Liangjiahe is the foundation of a by-the-bootstraps creation myth that Mr. Xi has long cultivated. In an essay for a 2003 book Mr. Xi said his seven years here led to a life transformation. Using standard Marxist-Leninist-Maoist language, he wrote about learning to serve the people.

We “mustn’t stand high above the masses nor consider the masses as our fish and meat,” he said. He went on: “The hard life of the grass roots can cultivate one’s will. With that kind of experience, whatever difficulties I would encounter in the future, I am fully charged with courage to take on any challenge, to believe in the impossible and to conquer obstacles without panic.”

Read On

Photo of Xi Jinping from the AP

I highlighted a few basic facts about Xi Jinping a couple years ago. I noted at the time that I'd heard very positive things about Xi Jinping from people in Xi'an, which is in Shaanxi Province where Xi spent a significant part of his youth and where his father is from. (Read his dad's Wikipedia page. Very prominent guy.)

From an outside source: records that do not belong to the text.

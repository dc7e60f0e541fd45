//! The device facade: command execution, lock spans, initialization and the
//! observer channels.

use std::io::{self, Read, Write};
use std::sync::Arc;
use std::thread;
use std::time::{Duration, Instant};

use crossbeam_channel::{Receiver, RecvTimeoutError, Sender};
use log::trace;
use parking_lot::{Mutex, MutexGuard, RwLock};

use crate::command::{
    self, split_args, Command, CommandArg, CommandResponse, CommandResult, Reply,
};
use crate::connection::{AsyncEvent, Connection};
use crate::error::{Error, ErrorKind};
use crate::receiver::{self, Shared, ASYNC_DEPTH, SERVER_DEPTH};

/// Command queue depth between callers and the writer task.
const CMD_QUEUE_DEPTH: usize = 3;

/// How long `init` waits for the `ready` report after a reset.
const READY_TIMEOUT: Duration = Duration::from_secs(2);

/// How long `init` drains stale async events before resetting.
const DRAIN_WINDOW: Duration = Duration::from_millis(50);

/// Driver handle for one ESP-AT module.
///
/// Created with [new](Device::new), which starts the writer and receiver
/// tasks. Call [init](Device::init) before first use. The module must be
/// configured with `AT+CIPDINFO=0`, otherwise inbound data headers carry a
/// peer address prefix this driver does not expect.
///
/// The handle is safe to share between threads. Tearing a device down is
/// done by closing the transport; both tasks exit when their end of the
/// stream goes away.
///
/// ```
/// use std::io::Cursor;
///
/// use esp_at_link::command::CommandArg;
/// use esp_at_link::device::Device;
///
/// // A canned module response; a real transport would be a serial port.
/// let replies = Cursor::new(b"\r\nOK\r\n".to_vec());
/// let dev = Device::new("esp0", replies, Vec::new());
/// dev.cmd("+CWMODE=", &mut [CommandArg::Int(1)]).unwrap();
/// ```
pub struct Device {
    name: String,
    queue: Sender<Command>,
    mutex: Mutex<()>,
    sink: Arc<Mutex<Box<dyn Write + Send>>>,
    shared: Arc<Shared>,
}

impl Device {
    /// Builds a driver over the transport halves and starts its background
    /// tasks. `name` appears in error values and log lines only.
    pub fn new<R, W>(name: &str, reader: R, writer: W) -> Self
    where
        R: Read + Send + 'static,
        W: Write + Send + 'static,
    {
        let (queue, queue_rx) = crossbeam_channel::bounded(CMD_QUEUE_DEPTH);
        // Zero capacity: the writer blocks until the receiver task holds the
        // in-flight command, keeping exactly one command pending.
        let (pending_tx, pending_rx) = crossbeam_channel::bounded(0);
        let (async_tx, async_rx) = crossbeam_channel::bounded(ASYNC_DEPTH);
        let shared = Arc::new(Shared {
            async_tx,
            async_rx,
            server: RwLock::new(None),
        });
        let sink: Arc<Mutex<Box<dyn Write + Send>>> = Arc::new(Mutex::new(Box::new(writer)));

        let dev = name.to_string();
        let writer_sink = sink.clone();
        thread::Builder::new()
            .name(format!("{name}-writer"))
            .spawn(move || command::writer_loop(dev, queue_rx, pending_tx, writer_sink))
            .expect("failed to spawn writer thread");

        let dev = name.to_string();
        let receiver_shared = shared.clone();
        thread::Builder::new()
            .name(format!("{name}-receiver"))
            .spawn(move || receiver::receiver_loop(dev, reader, pending_rx, receiver_shared))
            .expect("failed to spawn receiver thread");

        Self {
            name: name.into(),
            queue,
            mutex: Mutex::new(()),
            sink,
            shared,
        }
    }

    /// The name this device was created with.
    pub fn name(&self) -> &str {
        &self.name
    }

    /// Executes an AT command and returns its reply.
    ///
    /// `name` is the command name without the `AT` prefix (`"+GMR"`, not
    /// `"AT+GMR"`), with a trailing `=` when the command takes arguments. An
    /// empty name writes nothing but still waits for a response; it is used
    /// to synchronize the completion of a `+CIPSEND` payload. The first
    /// argument may be a [CommandArg::Buf] receive buffer, see
    /// [cmd_int](Self::cmd_int).
    ///
    /// Submission takes the device mutex for the enqueue only; waiting for
    /// the reply happens without it.
    pub fn cmd(
        &self,
        name: &str,
        args: &mut [CommandArg<'_>],
    ) -> Result<CommandResponse, Error> {
        let wait = {
            let _guard = self.mutex.lock();
            self.submit(name, args)?
        };
        self.finish(name, args, wait)
    }

    /// [cmd](Self::cmd) for commands with a string reply. An empty reply is
    /// an empty string; any other tag fails with
    /// [ErrorKind::ResponseType].
    pub fn cmd_str(&self, name: &str, args: &mut [CommandArg<'_>]) -> Result<String, Error> {
        match self.cmd(name, args)? {
            CommandResponse::Empty => Ok(String::new()),
            CommandResponse::Str(s) => Ok(s),
            _ => Err(self.fail(name, ErrorKind::ResponseType)),
        }
    }

    /// [cmd](Self::cmd) for commands with an integer reply, i.e. the number
    /// of bytes pulled into a leading [CommandArg::Buf] receive buffer by
    /// `+CIPRECVDATA=`. Bytes beyond the buffer are discarded by the module
    /// driver; a missing or empty buffer discards everything and replies 0.
    pub fn cmd_int(&self, name: &str, args: &mut [CommandArg<'_>]) -> Result<usize, Error> {
        match self.cmd(name, args)? {
            CommandResponse::Int(n) => Ok(n),
            _ => Err(self.fail(name, ErrorKind::ResponseType)),
        }
    }

    /// [cmd](Self::cmd) for dial commands replying with a new connection.
    pub fn cmd_conn(
        &self,
        name: &str,
        args: &mut [CommandArg<'_>],
    ) -> Result<Connection, Error> {
        match self.cmd(name, args)? {
            CommandResponse::Conn(conn) => Ok(conn),
            _ => Err(self.fail(name, ErrorKind::ResponseType)),
        }
    }

    /// Takes the device mutex and returns a guard for a lock-span sequence.
    ///
    /// A lock span is what keeps a `+CIPSEND` command, its raw payload bytes
    /// and the completion synchronizer adjacent on the wire:
    ///
    /// ```
    /// # use std::io::Cursor;
    /// # use esp_at_link::command::CommandArg;
    /// # use esp_at_link::device::Device;
    /// # let replies = Cursor::new(b"\r\nOK\r\n\r\nSEND OK\r\n".to_vec());
    /// # let dev = Device::new("esp0", replies, Vec::new());
    /// let lock = dev.lock();
    /// lock.cmd("+CIPSEND=", &mut [CommandArg::Int(0), CommandArg::Int(5)])?;
    /// lock.write(b"hello")?;
    /// lock.cmd("", &mut [])?; // completes on SEND OK / SEND FAIL
    /// drop(lock);
    /// # Ok::<(), Box<dyn std::error::Error>>(())
    /// ```
    pub fn lock(&self) -> DeviceLock<'_> {
        DeviceLock {
            dev: self,
            _guard: self.mutex.lock(),
        }
    }

    /// Observer of unsolicited module reports and receive-side errors.
    ///
    /// The channel is bounded; when it overflows, the oldest events are
    /// dropped and an empty marker event
    /// ([AsyncEvent::is_overrun]) records the loss.
    pub fn async_events(&self) -> Receiver<AsyncEvent> {
        self.shared.async_rx.clone()
    }

    /// The accept channel for inbound connections, if
    /// [set_server](Self::set_server) enabled it.
    pub fn server(&self) -> Option<Receiver<Connection>> {
        self.shared
            .server
            .read()
            .as_ref()
            .map(|(_, accept)| accept.clone())
    }

    /// Installs or removes the server accept channel.
    ///
    /// While installed, `CONNECT` reports deliver new connections there and
    /// never into a pending command's reply.
    pub fn set_server(&self, enable: bool) {
        *self.shared.server.write() = enable.then(|| crossbeam_channel::bounded(SERVER_DEPTH));
    }

    /// Brings the module to a known state:
    ///
    /// ```text
    /// ATE0          disable command echo
    /// AT+SYSLOG=1   report error codes as lines
    /// ```
    ///
    /// With `reset` (recommended), stale async events are drained first,
    /// `AT+RST` is issued and the `ready` report is awaited for up to two
    /// seconds before the commands above run. The wait consumes from the
    /// async channel; do not consume async events concurrently while `init`
    /// runs.
    pub fn init(&self, reset: bool) -> Result<(), Error> {
        if reset {
            let events = &self.shared.async_rx;
            let deadline = Instant::now() + DRAIN_WINDOW;
            while Instant::now() < deadline {
                let left = deadline.saturating_duration_since(Instant::now());
                match events.recv_timeout(left) {
                    Ok(stale) => trace!("{}: drained {:?}", self.name, stale),
                    Err(_) => break,
                }
            }

            self.cmd("+RST", &mut [])?;

            let deadline = Instant::now() + READY_TIMEOUT;
            loop {
                let left = deadline.saturating_duration_since(Instant::now());
                match events.recv_timeout(left) {
                    Ok(event) if event.text == "ready" => break,
                    Ok(_) => continue,
                    Err(RecvTimeoutError::Timeout) => {
                        return Err(self.fail("ready", ErrorKind::Timeout));
                    }
                    Err(RecvTimeoutError::Disconnected) => {
                        return Err(self.fail("ready", closed()));
                    }
                }
            }
        }
        self.cmd("E0", &mut [])?;
        self.cmd("+SYSLOG=1", &mut [])?;
        Ok(())
    }

    /// Validates arguments and enqueues the command record.
    fn submit(
        &self,
        name: &str,
        args: &[CommandArg<'_>],
    ) -> Result<Receiver<CommandResult>, Error> {
        let (recv_len, wire) = split_args(args).map_err(|kind| self.fail(name, kind))?;
        let (cmd, wait) = Command::new(name, wire, recv_len);
        self.queue
            .send(cmd)
            .map_err(|_| self.fail(name, closed()))?;
        Ok(wait)
    }

    /// Waits for completion, copies pulled data back into the caller's
    /// receive buffer and maps the reply.
    fn finish(
        &self,
        name: &str,
        args: &mut [CommandArg<'_>],
        wait: Receiver<CommandResult>,
    ) -> Result<CommandResponse, Error> {
        let result = wait.recv().map_err(|_| self.fail(name, closed()))?;
        match result {
            Ok(Reply::Empty) => Ok(CommandResponse::Empty),
            Ok(Reply::Str(s)) => Ok(CommandResponse::Str(s)),
            Ok(Reply::Conn(conn)) => Ok(CommandResponse::Conn(conn)),
            Ok(Reply::Data(data)) => {
                if let Some(CommandArg::Buf(buf)) = args.first_mut() {
                    buf[..data.len()].copy_from_slice(&data);
                }
                Ok(CommandResponse::Int(data.len()))
            }
            Err(kind) => Err(self.fail(name, kind)),
        }
    }

    fn fail(&self, command: &str, kind: ErrorKind) -> Error {
        Error::new(&self.name, command, kind)
    }
}

impl std::fmt::Debug for Device {
    fn fmt(&self, f: &mut std::fmt::Formatter<'_>) -> std::fmt::Result {
        f.debug_struct("Device").field("name", &self.name).finish()
    }
}

/// A held device mutex.
///
/// Commands and raw writes issued through the guard stay adjacent on the
/// wire; no other caller can interleave until the guard is dropped. See
/// [Device::lock] for the payload transmission sequence this exists for.
pub struct DeviceLock<'a> {
    dev: &'a Device,
    _guard: MutexGuard<'a, ()>,
}

impl DeviceLock<'_> {
    /// [Device::cmd] without re-taking the mutex; the reply wait happens
    /// while the lock stays held.
    pub fn cmd(
        &self,
        name: &str,
        args: &mut [CommandArg<'_>],
    ) -> Result<CommandResponse, Error> {
        let wait = self.dev.submit(name, args)?;
        self.dev.finish(name, args, wait)
    }

    /// Writes raw payload bytes to the transport. The module must be ready
    /// to accept them, i.e. a `+CIPSEND=` for at least this many bytes was
    /// issued within this lock span.
    pub fn write(&self, payload: &[u8]) -> io::Result<()> {
        self.dev.sink.lock().write_all(payload)
    }

    /// [write](Self::write) for string payloads.
    pub fn write_str(&self, payload: &str) -> io::Result<()> {
        self.write(payload.as_bytes())
    }
}

fn closed() -> ErrorKind {
    ErrorKind::Transport("device closed".into())
}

The best thing I've read on Xi is from a Wikileaks cable from 2007. Fascinating stuff, this. Hearing Xi speak in an unadulterated fashion about the prosperity he oversaw in Zhejiang Province, China's income inequality, and his affinity for World War II films is only something Julian Assange could've provided the world.

Edit: Here is another longer profile on Xi from Reuters.

1 comment:

Ramesh said...

Why bar journalists from the home ??? I would have thought he would have actually encouraged coverage to counteract the common criticism of his being a princeling.

The power change is going to be one to watch. Only once before - the Hu Jintao succession - has it been peaceful. Because of the opacity surrounding the transfer, we hardly know the goings on. But if the transition wasn't smooth, there will be massive implications for China. As we know the disciplined facade of the Party, is just that. Human nature, being what it is, there's every chance of some rumblings and maybe even something more.